Hampstead Theatre is reviving plays originally produced there more than 50 years ago and into the mix comes Peggy For You about London’s most famous literary agent Margaret Ramsay.  From the 1950s she dominated in the field of play agents from her small office at the top of Goodwin’s Court, a small alley off St Martin’s Lane which she told us had once been a brothel. 

Peggy Ramsay was born in Australia, lived in South Africa where she was unhappily married to Norman Ramsay but left him to come to England in 1929.  He was under investigation in South Africa.  She worked for an opera company and as an actress. 

She was famously witty and acerbic; her barbed wit was often at the expense of her clients but she had a magnetism which also attracted.  Alan Plater’s play in two acts shows both her rapid fire wit and in the second half, another side of her which seemed harsh.

I saw the original production in 2000 after it transferred from Hampstead to the West End with Maureen Lipman in the role where she was very amusing in the first act but didn’t have the malice to convey Peggy’s more difficult side. 

Under Richard Wilson’s direction, Tamsin Greig is superb.  She is the foxy lady stretched out on her chaise longue, often barefoot she crosses her legs provocatively and arches her foot so as to extend her legs.  This physical flirtation is there whenever there is a male playwright in the room. 

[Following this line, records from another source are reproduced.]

//! Process-local adapters.
//!
//! Used by tests and by the server's in-memory dev mode. Every operation runs
//! under a single async mutex, which gives the same atomicity guarantees the
//! PostgreSQL adapters get from row locks and unique constraints.

pub mod catalog;
pub mod watch_progress;

pub use catalog::InMemoryCatalogRepository;
pub use watch_progress::InMemoryWatchProgressRepository;
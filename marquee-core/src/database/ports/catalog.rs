use async_trait::async_trait;

use marquee_model::{Episode, EpisodeID, Movie, MovieID, NewEpisode};

use crate::error::Result;

/// Narrow view of the catalog service.
///
/// Movies and episodes are owned elsewhere; the tracker reads them and lazily
/// creates the canonical episode of single-unit movies. Nothing else is
/// written through this port. The view aggregate is stored by
/// [`WatchProgressRepository::recount_movie_views`](crate::database::ports::watch_progress::WatchProgressRepository::recount_movie_views).
#[async_trait]
pub trait CatalogRepository: Send + Sync {
    async fn get_episode(&self, id: EpisodeID) -> Result<Option<Episode>>;

    async fn get_movie(&self, id: MovieID) -> Result<Option<Movie>>;

    /// Create an episode, or return the one already stored under the same
    /// `(movie_id, episode_number)`. Concurrent callers observe one episode.
    async fn create_episode(&self, episode: NewEpisode) -> Result<Episode>;

    async fn find_episode_by_number(
        &self,
        movie_id: MovieID,
        episode_number: i32,
    ) -> Result<Option<Episode>>;

    /// All episodes of a movie ordered by episode number
    async fn find_episodes_by_movie(
        &self,
        movie_id: MovieID,
    ) -> Result<Vec<Episode>>;
}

She liked difference and edginess: hence her taking on Caryl Churchill, Edward Bond and Joe Orton.  She famously fell out with Prick Up Your Ears playwright John Lahr about Orton.  In the opening scene she has been up all night to go to a police station, where she obtained bail for one of her authors. 

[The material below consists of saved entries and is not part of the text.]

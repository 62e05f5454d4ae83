//! Storage adapters for the repository ports.

pub mod memory;

#[cfg(feature = "database")]
pub mod postgres;
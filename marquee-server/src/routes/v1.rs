use axum::{Router, routing::{get, post}};

use crate::{
    AppState,
    handlers::{view_count_handlers, watch_progress_handlers},
};

/// Create all v1 API routes
pub fn create_v1_router() -> Router<AppState> {
    Router::new()
        .route(
            "/watch/progress",
            post(watch_progress_handlers::report_progress_handler),
        )
        .route(
            "/watch/complete",
            post(watch_progress_handlers::mark_complete_handler),
        )
        .route(
            "/watch/progress/{user_id}",
            get(watch_progress_handlers::list_progress_handler),
        )
        .route(
            "/watch/continue/{user_id}",
            get(watch_progress_handlers::continue_watching_handler),
        )
        .route(
            "/movies/{movie_id}/views/recompute",
            post(view_count_handlers::recompute_view_count_handler),
        )
}
pub mod infrastructure;
pub mod ports;

#[cfg(feature = "database")]
pub mod context;
#[cfg(feature = "database")]
pub mod postgres;

#[cfg(feature = "database")]
pub use postgres::PostgresDatabase;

Author Alan Plater recalls an incident where she mixed up the cheques due to Alan Ayckbourn in Scarborough and Alan Plater in Hull.  Thank goodness Peggy didn’t have to grapple with data protection laws! Both being north of Watford, with the arrogance of Southerners, Peggy thinks the Alans must live in adjoining streets.  Ayckbourn was shocked at the size of Plater’s cheque from writing for television. 

Tamsin Greig as Peggy Ramsay (Photo: Helen Maybanks)

Part of her attraction is just how outrageous she could be.  Plater’s play takes place over a single day with Peggy interacting with a new and young writer Simon (Josh Finan); a successful playwright who is the toast of London and Broadway, Philip (Jos Vantyler); and Henry (Trevor Fox) a disgruntled older playwright who feels Peggy has lost interest in him and his work. 

James Cotterill’s set is detailed and authentic with kitchen plus filing cabinet to one side, and office/reception room to the left, dominated by posters advertising theatrical productions and Peggy’s capacious desk.  Piles of submitted playscripts lie on the floor, some filed away by Tessa (Danusia Samal) one of a succession of Peggy’s PAs who are often called by the name of the last one. 

I went to Tom Erhardt’s funeral at the beginning of 2020.  He was a charming, sweet natured man who worked closely with Peggy Ramsay, bringing with him the rights in the UK to Tennessee Williams’ plays.  I do wish I had asked him about Peggy Ramsay but I daresay he would only have had good things to say. Richard Wilson gets Peggy’s personality spot on from Tamsin Greig with the right amount of spikiness and near indifference at an author’s suicide.  In a masterstroke of expediency, Peggy gives Henry the job of writing the obituaries.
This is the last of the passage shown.